Centering the customer and their needs in this way will allow banks to fully realise open banking’s potential. The technology has already given them the opportunity to develop valuable services for customers that help build brand loyalty. But the industry has failed to put the customer at the heart of their communications and processes, and show them how much better banking can be.

 

Building trust

Key to reversing this trend is addressing consumer concerns around data privacy and financial safety. Yes, banks need to prioritise simplicity and clarity in messaging, but this isn’t an excuse to shy away from important conversations. Just because there’s an understanding gap around open banking doesn’t mean consumers aren’t switched on about tech and financial issues.

Mambu’s survey found nearly three in five customers have concerns about privacy and security in relation to open banking.
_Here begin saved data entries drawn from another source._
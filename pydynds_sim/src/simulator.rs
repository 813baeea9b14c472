//! Simulator worker - answers Algorithm view requests.
//!
//! The view for a request is the snapshot active at
//! `max(request timestamp, latest cycle published by the Model)`, looked up
//! with the same [`DynDcop::active_at`] rule the Model uses.

use async_trait::async_trait;
use pydynds_core::DynDcop;
use pydynds_env::{CycleStatus, PauseGate, ViewPort, ViewUpdate, ViewUpdateRequest, Worker};
use std::sync::Arc;
use std::time::Duration;
use tokio::sync::{watch, Mutex};
use tracing::{debug, warn};

pub struct SimulatorWorker {
    dyn_dcop: Arc<DynDcop>,
    port: Mutex<Option<ViewPort>>,
    cycle_feed: watch::Receiver<CycleStatus>,
    poll_interval: Duration,
}

impl SimulatorWorker {
    pub fn new(
        dyn_dcop: Arc<DynDcop>,
        port: Option<ViewPort>,
        cycle_feed: watch::Receiver<CycleStatus>,
        poll_interval: Duration,
    ) -> Self {
        Self {
            dyn_dcop,
            port: Mutex::new(port),
            cycle_feed,
            poll_interval,
        }
    }

    /// Latest cycle published by the Model.
    pub fn model_cycle(&self) -> u64 {
        self.cycle_feed.borrow().cycle
    }

    /// Builds the answer to `request`.
    pub fn view_for(&self, request: ViewUpdateRequest) -> ViewUpdate {
        let cycle = request.timestamp.max(self.model_cycle());
        ViewUpdate {
            cycle,
            snapshot: self.dyn_dcop.active_at(cycle).cloned(),
        }
    }
}

#[async_trait]
impl Worker for SimulatorWorker {
    fn name(&self) -> &str {
        "simulator"
    }

    async fn run(&self, gate: PauseGate) {
        let mut slot = self.port.lock().await;
        let Some(port) = slot.as_mut() else {
            warn!("No view channel; simulator idle");
            while !gate.checkpoint().await.is_halt() {
                tokio::time::sleep(self.poll_interval).await;
            }
            return;
        };

        while !gate.checkpoint().await.is_halt() {
            let request = match port.recv_timeout(self.poll_interval).await {
                Ok(Some(request)) => request,
                Ok(None) => continue,
                Err(err) => {
                    warn!("{}; simulator idle", err);
                    // Stay reachable for STOP without spinning.
                    while !gate.checkpoint().await.is_halt() {
                        tokio::time::sleep(self.poll_interval).await;
                    }
                    return;
                }
            };

            let update = self.view_for(request.body);
            debug!("Serving view for cycle {}", update.cycle);
            if let Err(err) = port.reply(request.seq, update) {
                debug!("View reply dropped: {}", err);
            }
        }
    }
}
//! Algorithm statistics owned by a single worker.
//!
//! All mutation happens under one lock; readers only ever get a full copy,
//! so nobody observes a half-applied update or aliases internal storage.

use crate::ids::IdGenerator;

use pydynds_env::{Computation, Message, NodeId, StatsSnapshot};
use serde_json::Value;
use std::sync::{Mutex, MutexGuard};

/// Mutex-guarded stats with copy-out reads.
#[derive(Debug, Default)]
pub struct StatsRecorder {
    stats: Mutex<StatsSnapshot>,
    message_ids: IdGenerator,
    computation_ids: IdGenerator,
}

impl StatsRecorder {
    pub fn new() -> Self {
        Self::default()
    }

    fn lock(&self) -> MutexGuard<'_, StatsSnapshot> {
        self.stats.lock().unwrap_or_else(|poisoned| poisoned.into_inner())
    }

    /// Records a message and returns it. Never fails.
    pub fn record_message(
        &self,
        source: NodeId,
        destination: NodeId,
        start_cycle: u64,
        payload: Value,
    ) -> Message {
        let mut stats = self.lock();
        // Ids are drawn under the lock so they follow append order.
        let message = Message::new(
            self.message_ids.next_id(),
            source,
            destination,
            start_cycle,
            payload,
        );
        stats.total_messages += 1;
        stats.last_message = Some(message.clone());
        stats.unread_messages.push(message.clone());
        message
    }

    /// Records a computation and returns it.
    pub fn record_computation(&self, node: NodeId, start_cycle: u64, payload: Value) -> Computation {
        let mut stats = self.lock();
        let computation = Computation::new(self.computation_ids.next_id(), node, start_cycle, payload);
        stats.total_computations += 1;
        stats.last_computation = Some(computation.clone());
        stats.unread_computations.push(computation.clone());
        computation
    }

    /// Returns an independent copy of the current stats.
    pub fn snapshot(&self) -> StatsSnapshot {
        self.lock().clone()
    }

    pub fn total_messages(&self) -> u64 {
        self.lock().total_messages
    }
}

#[cfg(test)]
mod tests {
    use super::*;
    use serde_json::json;
    use std::sync::Arc;
    use std::thread;

    #[test]
    fn test_sequential_messages_in_call_order() {
        let recorder = StatsRecorder::new();
        for i in 0..5u64 {
            recorder.record_message("v1".into(), "v2".into(), i, json!(i));
        }

        let stats = recorder.snapshot();
        assert_eq!(stats.total_messages, 5);
        assert_eq!(stats.unread_messages.len(), 5);
        assert_eq!(stats.last_message.as_ref().map(|m| m.payload()), Some(&json!(4)));
        let order: Vec<u64> = stats.unread_messages.iter().map(|m| m.id()).collect();
        assert_eq!(order, vec![0, 1, 2, 3, 4]);
    }

    #[test]
    fn test_snapshot_is_detached() {
        let recorder = StatsRecorder::new();
        recorder.record_message("a".into(), "b".into(), 0, json!(null));

        let mut copy = recorder.snapshot();
        copy.unread_messages.clear();
        copy.total_messages = 99;

        let fresh = recorder.snapshot();
        assert_eq!(fresh.total_messages, 1);
        assert_eq!(fresh.unread_messages.len(), 1);
    }

    #[test]
    fn test_computations_tracked_separately() {
        let recorder = StatsRecorder::new();
        recorder.record_computation("v1".into(), 2, json!("local"));

        let stats = recorder.snapshot();
        assert_eq!(stats.total_messages, 0);
        assert_eq!(stats.total_computations, 1);
        assert_eq!(stats.last_computation.map(|c| c.start_cycle()), Some(2));
    }

    #[test]
    fn test_concurrent_readers_see_consistent_snapshots() {
        let recorder = Arc::new(StatsRecorder::new());

        let writer = {
            let recorder = Arc::clone(&recorder);
            thread::spawn(move || {
                for i in 0..2_000u64 {
                    recorder.record_message("v1".into(), "v2".into(), i, json!(i));
                }
            })
        };

        let readers: Vec<_> = (0..2)
            .map(|_| {
                let recorder = Arc::clone(&recorder);
                thread::spawn(move || {
                    for _ in 0..500 {
                        let stats = recorder.snapshot();
                        assert_eq!(stats.total_messages as usize, stats.unread_messages.len());
                        assert_eq!(stats.total_messages == 0, stats.last_message.is_none());
                        assert_eq!(stats.last_message.as_ref(), stats.unread_messages.last());
                    }
                })
            })
            .collect();

        writer.join().unwrap();
        for reader in readers {
            reader.join().unwrap();
        }
        assert_eq!(recorder.total_messages(), 2_000);
    }
}
//! Cycle-advance arithmetic for the Model.
//!
//! Every message takes `message_delay` cycles and every computation takes
//! `computation_cost` cycles. Messages and computations proceed in parallel,
//! so the slower of the two batches gates how far simulated time moves.

use pydynds_env::{Computation, Message, StatsSnapshot};

/// Anything stamped with the cycle it started at.
pub trait Timed {
    fn start_cycle(&self) -> u64;
}

impl Timed for Message {
    fn start_cycle(&self) -> u64 {
        Message::start_cycle(self)
    }
}

impl Timed for Computation {
    fn start_cycle(&self) -> u64 {
        Computation::start_cycle(self)
    }
}

/// Start cycle of the latest item, `None` for an empty batch.
pub fn find_latest_start<T: Timed>(items: &[T]) -> Option<u64> {
    items.iter().map(Timed::start_cycle).max()
}

/// Outcome of one [`CycleClock::advance`] call.
#[derive(Debug, Clone, Copy, PartialEq, Eq)]
pub struct Advance {
    pub from: u64,
    pub to: u64,
    pub new_messages: usize,
    pub new_computations: usize,
}

impl Advance {
    pub fn elapsed(&self) -> u64 {
        self.to - self.from
    }
}

/// Simulated clock driven by algorithm statistics.
#[derive(Debug, Clone)]
pub struct CycleClock {
    current_cycle: u64,
    message_delay: u64,
    computation_cost: u64,
    messages_seen: usize,
    computations_seen: usize,
}

impl CycleClock {
    pub fn new(message_delay: u64, computation_cost: u64) -> Self {
        Self {
            current_cycle: 0,
            message_delay,
            computation_cost,
            messages_seen: 0,
            computations_seen: 0,
        }
    }

    pub fn current_cycle(&self) -> u64 {
        self.current_cycle
    }

    pub fn message_delay(&self) -> u64 {
        self.message_delay
    }

    pub fn computation_cost(&self) -> u64 {
        self.computation_cost
    }

    /// Cycles until the latest message of `batch` is delivered.
    pub fn messages_time(&self, batch: &[Message]) -> Option<u64> {
        find_latest_start(batch)
            .map(|latest| self.elapsed_until(latest.saturating_add(self.message_delay)))
    }

    /// Cycles until the latest computation of `batch` completes.
    pub fn computations_time(&self, batch: &[Computation]) -> Option<u64> {
        find_latest_start(batch)
            .map(|latest| self.elapsed_until(latest.saturating_add(self.computation_cost)))
    }

    fn elapsed_until(&self, completion: u64) -> u64 {
        completion.saturating_sub(self.current_cycle)
    }

    /// Consumes the items of `stats` not seen yet and moves the clock.
    ///
    /// Empty batches do not contribute; two empty batches mean no advance.
    /// The clock saturates at `u64::MAX` instead of wrapping.
    pub fn advance(&mut self, stats: &StatsSnapshot) -> Advance {
        let new_messages = stats
            .unread_messages
            .get(self.messages_seen..)
            .unwrap_or_default();
        let new_computations = stats
            .unread_computations
            .get(self.computations_seen..)
            .unwrap_or_default();

        let elapsed = self
            .messages_time(new_messages)
            .into_iter()
            .chain(self.computations_time(new_computations))
            .max()
            .unwrap_or(0);

        let advance = Advance {
            from: self.current_cycle,
            to: self.current_cycle.saturating_add(elapsed),
            new_messages: new_messages.len(),
            new_computations: new_computations.len(),
        };

        self.messages_seen = stats.unread_messages.len();
        self.computations_seen = stats.unread_computations.len();
        self.current_cycle = advance.to;
        advance
    }
}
So, it’s vital that banks provide reassurance and relevant information about data sharing from the outset if they’re to assuage these fears.

The industry can also encourage greater adoption by developing and improving open banking interfaces. Banks are the gatekeepers to how easily end-users can authorise certain actions, manage third-party access and navigate different open banking functions. If the interface is user-friendly, customers will have a better experience of the technology and be more likely to use and recommend these services.

 

Time to get talking

Customer communication is holding the industry back.. The ability of open banking to transform financial services is a concept that industry players are well-versed in. But the feeling isn’t mutual for customers.

Banks are failing to capitalise on the open banking opportunity by engaging with new and existing customers about what the technology can do for them. Debunking  common myths can open the door to increased growth and trust for banks, as they seek to open up new revenue streams post pandemic..

Make no mistake, open banking isn’t going away. But customers will if banks don’t get talking.